**Task to carry out:** For this exercise, transcribe all the records below exactly.

**The input:**
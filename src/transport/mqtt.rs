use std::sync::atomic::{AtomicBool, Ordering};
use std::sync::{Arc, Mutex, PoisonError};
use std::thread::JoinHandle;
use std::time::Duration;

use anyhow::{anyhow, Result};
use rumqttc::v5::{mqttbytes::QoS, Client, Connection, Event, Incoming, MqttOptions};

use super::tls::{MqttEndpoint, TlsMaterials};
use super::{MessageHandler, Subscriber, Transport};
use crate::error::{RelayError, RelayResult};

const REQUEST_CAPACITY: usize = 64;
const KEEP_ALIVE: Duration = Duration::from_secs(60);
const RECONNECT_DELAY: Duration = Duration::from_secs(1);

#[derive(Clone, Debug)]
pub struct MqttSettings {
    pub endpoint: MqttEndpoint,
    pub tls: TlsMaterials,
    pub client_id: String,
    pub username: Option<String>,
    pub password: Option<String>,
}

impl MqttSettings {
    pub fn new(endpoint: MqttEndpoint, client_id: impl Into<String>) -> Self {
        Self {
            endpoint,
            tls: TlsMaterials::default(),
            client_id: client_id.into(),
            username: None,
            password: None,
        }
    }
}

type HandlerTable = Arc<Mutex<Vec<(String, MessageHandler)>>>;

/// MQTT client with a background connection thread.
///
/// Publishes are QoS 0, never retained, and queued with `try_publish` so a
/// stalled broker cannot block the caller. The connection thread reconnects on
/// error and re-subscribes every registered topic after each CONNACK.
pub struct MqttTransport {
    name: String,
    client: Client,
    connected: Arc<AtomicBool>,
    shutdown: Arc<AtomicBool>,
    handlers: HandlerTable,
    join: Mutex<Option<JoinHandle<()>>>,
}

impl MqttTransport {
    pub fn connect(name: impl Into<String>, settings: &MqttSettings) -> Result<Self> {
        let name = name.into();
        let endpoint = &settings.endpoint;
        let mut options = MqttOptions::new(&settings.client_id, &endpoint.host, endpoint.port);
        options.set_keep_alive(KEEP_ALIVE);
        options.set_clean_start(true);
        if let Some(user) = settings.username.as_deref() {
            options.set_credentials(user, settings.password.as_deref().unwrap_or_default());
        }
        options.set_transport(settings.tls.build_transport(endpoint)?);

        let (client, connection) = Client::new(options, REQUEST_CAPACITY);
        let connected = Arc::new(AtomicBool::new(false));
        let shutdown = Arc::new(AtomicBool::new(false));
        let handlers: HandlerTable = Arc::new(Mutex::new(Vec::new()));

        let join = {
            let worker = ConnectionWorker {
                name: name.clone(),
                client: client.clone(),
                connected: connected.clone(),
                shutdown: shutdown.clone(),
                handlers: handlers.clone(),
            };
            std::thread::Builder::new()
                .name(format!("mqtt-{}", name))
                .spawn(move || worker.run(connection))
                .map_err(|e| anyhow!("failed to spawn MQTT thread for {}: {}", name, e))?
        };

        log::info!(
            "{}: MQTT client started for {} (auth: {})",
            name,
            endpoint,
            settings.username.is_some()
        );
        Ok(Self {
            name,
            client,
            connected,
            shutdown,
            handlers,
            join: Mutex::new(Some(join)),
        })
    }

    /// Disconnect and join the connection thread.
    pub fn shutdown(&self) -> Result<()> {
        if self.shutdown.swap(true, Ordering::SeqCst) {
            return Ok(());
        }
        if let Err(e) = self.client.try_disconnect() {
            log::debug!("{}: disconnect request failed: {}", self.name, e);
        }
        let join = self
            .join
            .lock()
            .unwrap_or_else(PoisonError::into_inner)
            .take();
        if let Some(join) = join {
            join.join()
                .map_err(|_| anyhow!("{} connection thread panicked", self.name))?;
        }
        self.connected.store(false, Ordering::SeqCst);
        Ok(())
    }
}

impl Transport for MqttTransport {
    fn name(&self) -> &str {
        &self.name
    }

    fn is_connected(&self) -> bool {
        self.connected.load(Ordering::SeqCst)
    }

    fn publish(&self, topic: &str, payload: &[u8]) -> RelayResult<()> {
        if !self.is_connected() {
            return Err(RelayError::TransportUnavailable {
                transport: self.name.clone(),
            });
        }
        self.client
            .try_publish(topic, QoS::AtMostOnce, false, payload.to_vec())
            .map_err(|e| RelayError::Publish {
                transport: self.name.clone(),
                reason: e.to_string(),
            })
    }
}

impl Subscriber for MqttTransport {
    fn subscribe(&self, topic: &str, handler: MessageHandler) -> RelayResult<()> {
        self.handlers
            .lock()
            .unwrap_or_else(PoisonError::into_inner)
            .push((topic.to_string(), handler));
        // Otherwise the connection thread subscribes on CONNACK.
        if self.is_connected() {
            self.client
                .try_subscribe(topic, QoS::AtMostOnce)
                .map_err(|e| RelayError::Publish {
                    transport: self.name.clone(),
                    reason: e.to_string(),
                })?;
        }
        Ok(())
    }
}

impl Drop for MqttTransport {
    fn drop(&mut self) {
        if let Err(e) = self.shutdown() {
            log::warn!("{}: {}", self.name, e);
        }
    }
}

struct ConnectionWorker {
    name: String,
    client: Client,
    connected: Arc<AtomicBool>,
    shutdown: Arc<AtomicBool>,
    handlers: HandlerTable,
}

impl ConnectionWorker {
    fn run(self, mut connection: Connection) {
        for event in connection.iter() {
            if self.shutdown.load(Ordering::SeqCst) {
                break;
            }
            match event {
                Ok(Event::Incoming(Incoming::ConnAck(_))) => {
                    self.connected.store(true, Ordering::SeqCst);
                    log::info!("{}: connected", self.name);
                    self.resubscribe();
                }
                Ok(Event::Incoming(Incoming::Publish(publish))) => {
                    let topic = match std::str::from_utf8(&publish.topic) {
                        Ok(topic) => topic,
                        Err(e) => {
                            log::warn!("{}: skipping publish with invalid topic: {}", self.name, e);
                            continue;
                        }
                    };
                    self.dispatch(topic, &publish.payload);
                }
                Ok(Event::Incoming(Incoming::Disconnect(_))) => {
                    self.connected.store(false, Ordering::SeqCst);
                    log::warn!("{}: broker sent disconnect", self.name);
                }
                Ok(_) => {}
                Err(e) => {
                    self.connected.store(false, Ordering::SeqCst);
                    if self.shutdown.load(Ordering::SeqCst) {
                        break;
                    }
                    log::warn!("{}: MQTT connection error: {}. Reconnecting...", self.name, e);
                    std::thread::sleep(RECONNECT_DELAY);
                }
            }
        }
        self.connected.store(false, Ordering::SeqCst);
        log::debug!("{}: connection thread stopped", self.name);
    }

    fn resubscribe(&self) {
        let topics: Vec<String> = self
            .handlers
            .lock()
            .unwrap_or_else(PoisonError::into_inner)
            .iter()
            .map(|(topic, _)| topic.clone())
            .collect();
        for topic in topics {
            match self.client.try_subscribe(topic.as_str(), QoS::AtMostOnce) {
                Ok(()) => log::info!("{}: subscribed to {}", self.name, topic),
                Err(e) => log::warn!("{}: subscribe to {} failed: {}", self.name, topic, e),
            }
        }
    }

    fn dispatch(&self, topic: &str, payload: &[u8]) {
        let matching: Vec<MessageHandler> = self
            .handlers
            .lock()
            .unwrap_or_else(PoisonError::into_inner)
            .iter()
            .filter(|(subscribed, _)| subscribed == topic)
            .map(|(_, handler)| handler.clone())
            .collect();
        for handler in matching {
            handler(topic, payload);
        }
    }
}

**Answer:**
filename src/transport/mqtt.rs
use std::sync::atomic::{AtomicBool, Ordering};
use std::sync::{Arc, Mutex, PoisonError};
use std::thread::JoinHandle;
use std::time::Duration;

use anyhow::{anyhow, Result};
use rumqttc::v5::{mqttbytes::QoS, Client, Connection, Event, Incoming, MqttOptions};

use super::tls::{MqttEndpoint, TlsMaterials};
use super::{MessageHandler, Subscriber, Transport};
use crate::error::{RelayError, RelayResult};

const REQUEST_CAPACITY: usize = 64;
const KEEP_ALIVE: Duration = Duration::from_secs(60);
const RECONNECT_DELAY: Duration = Duration::from_secs(1);

#[derive(Clone, Debug)]
pub struct MqttSettings {
    pub endpoint: MqttEndpoint,
    pub tls: TlsMaterials,
    pub client_id: String,
    pub username: Option<String>,
    pub password: Option<String>,
}

impl MqttSettings {
    pub fn new(endpoint: MqttEndpoint, client_id: impl Into<String>) -> Self {
        Self {
            endpoint,
            tls: TlsMaterials::default(),
            client_id: client_id.into(),
            username: None,
            password: None,
        }
    }
}

type HandlerTable = Arc<Mutex<Vec<(String, MessageHandler)>>>;

/// MQTT client with a background connection thread.
///
/// Publishes are QoS 0, never retained, and queued with `try_publish` so a
/// stalled broker cannot block the caller. The connection thread reconnects on
/// error and re-subscribes every registered topic after each CONNACK.
pub struct MqttTransport {
    name: String,
    client: Client,
    connected: Arc<AtomicBool>,
    shutdown: Arc<AtomicBool>,
    handlers: HandlerTable,
    join: Mutex<Option<JoinHandle<()>>>,
}

impl MqttTransport {
    pub fn connect(name: impl Into<String>, settings: &MqttSettings) -> Result<Self> {
        let name = name.into();
        let endpoint = &settings.endpoint;
        let mut options = MqttOptions::new(&settings.client_id, &endpoint.host, endpoint.port);
        options.set_keep_alive(KEEP_ALIVE);
        options.set_clean_start(true);
        if let Some(user) = settings.username.as_deref() {
            options.set_credentials(user, settings.password.as_deref().unwrap_or_default());
        }
        options.set_transport(settings.tls.build_transport(endpoint)?);

        let (client, connection) = Client::new(options, REQUEST_CAPACITY);
        let connected = Arc::new(AtomicBool::new(false));
        let shutdown = Arc::new(AtomicBool::new(false));
        let handlers: HandlerTable = Arc::new(Mutex::new(Vec::new()));

        let join = {
            let worker = ConnectionWorker {
                name: name.clone(),
                client: client.clone(),
                connected: connected.clone(),
                shutdown: shutdown.clone(),
                handlers: handlers.clone(),
            };
            std::thread::Builder::new()
                .name(format!("mqtt-{}", name))
                .spawn(move || worker.run(connection))
                .map_err(|e| anyhow!("failed to spawn MQTT thread for {}: {}", name, e))?
        };

        log::info!(
            "{}: MQTT client started for {} (auth: {})",
            name,
            endpoint,
            settings.username.is_some()
        );
        Ok(Self {
            name,
            client,
            connected,
            shutdown,
            handlers,
            join: Mutex::new(Some(join)),
        })
    }

    /// Disconnect and join the connection thread.
    pub fn shutdown(&self) -> Result<()> {
        if self.shutdown.swap(true, Ordering::SeqCst) {
            return Ok(());
        }
        if let Err(e) = self.client.try_disconnect() {
            log::debug!("{}: disconnect request failed: {}", self.name, e);
        }
        let join = self
            .join
            .lock()
            .unwrap_or_else(PoisonError::into_inner)
            .take();
        if let Some(join) = join {
            join.join()
                .map_err(|_| anyhow!("{} connection thread panicked", self.name))?;
        }
        self.connected.store(false, Ordering::SeqCst);
        Ok(())
    }
}

impl Transport for MqttTransport {
    fn name(&self) -> &str {
        &self.name
    }

    fn is_connected(&self) -> bool {
        self.connected.load(Ordering::SeqCst)
    }

    fn publish(&self, topic: &str, payload: &[u8]) -> RelayResult<()> {
        if !self.is_connected() {
            return Err(RelayError::TransportUnavailable {
                transport: self.name.clone(),
            });
        }
        self.client
            .try_publish(topic, QoS::AtMostOnce, false, payload.to_vec())
            .map_err(|e| RelayError::Publish {
                transport: self.name.clone(),
                reason: e.to_string(),
            })
    }
}

impl Subscriber for MqttTransport {
    fn subscribe(&self, topic: &str, handler: MessageHandler) -> RelayResult<()> {
        self.handlers
            .lock()
            .unwrap_or_else(PoisonError::into_inner)
            .push((topic.to_string(), handler));
        // Otherwise the connection thread subscribes on CONNACK.
        if self.is_connected() {
            self.client
                .try_subscribe(topic, QoS::AtMostOnce)
                .map_err(|e| RelayError::Publish {
                    transport: self.name.clone(),
                    reason: e.to_string(),
                })?;
        }
        Ok(())
    }
}

impl Drop for MqttTransport {
    fn drop(&mut self) {
        if let Err(e) = self.shutdown() {
            log::warn!("{}: {}", self.name, e);
        }
    }
}

struct ConnectionWorker {
    name: String,
    client: Client,
    connected: Arc<AtomicBool>,
    shutdown: Arc<AtomicBool>,
    handlers: HandlerTable,
}

impl ConnectionWorker {
    fn run(self, mut connection: Connection) {
        for event in connection.iter() {
            if self.shutdown.load(Ordering::SeqCst) {
                break;
            }
            match event {
                Ok(Event::Incoming(Incoming::ConnAck(_))) => {
                    self.connected.store(true, Ordering::SeqCst);
                    log::info!("{}: connected", self.name);
                    self.resubscribe();
                }
                Ok(Event::Incoming(Incoming::Publish(publish))) => {
                    let topic = match std::str::from_utf8(&publish.topic) {
                        Ok(topic) => topic,
                        Err(e) => {
                            log::warn!("{}: skipping publish with invalid topic: {}", self.name, e);
                            continue;
                        }
                    };
                    self.dispatch(topic, &publish.payload);
                }
                Ok(Event::Incoming(Incoming::Disconnect(_))) => {
                    self.connected.store(false, Ordering::SeqCst);
                    log::warn!("{}: broker sent disconnect", self.name);
                }
                Ok(_) => {}
                Err(e) => {
                    self.connected.store(false, Ordering::SeqCst);
                    if self.shutdown.load(Ordering::SeqCst) {
                        break;
                    }
                    log::warn!("{}: MQTT connection error: {}. Reconnecting...", self.name, e);
                    std::thread::sleep(RECONNECT_DELAY);
                }
            }
        }
        self.connected.store(false, Ordering::SeqCst);
        log::debug!("{}: connection thread stopped", self.name);
    }

    fn resubscribe(&self) {
        let topics: Vec<String> = self
            .handlers
            .lock()
            .unwrap_or_else(PoisonError::into_inner)
            .iter()
            .map(|(topic, _)| topic.clone())
            .collect();
        for topic in topics {
            match self.client.try_subscribe(topic.as_str(), QoS::AtMostOnce) {
                Ok(()) => log::info!("{}: subscribed to {}", self.name, topic),
                Err(e) => log::warn!("{}: subscribe to {} failed: {}", self.name, topic, e),
            }
        }
    }

    fn dispatch(&self, topic: &str, payload: &[u8]) {
        let matching: Vec<MessageHandler> = self
            .handlers
            .lock()
            .unwrap_or_else(PoisonError::into_inner)
            .iter()
            .filter(|(subscribed, _)| subscribed == topic)
            .map(|(_, handler)| handler.clone())
            .collect();
        for handler in matching {
            handler(topic, payload);
        }
    }
}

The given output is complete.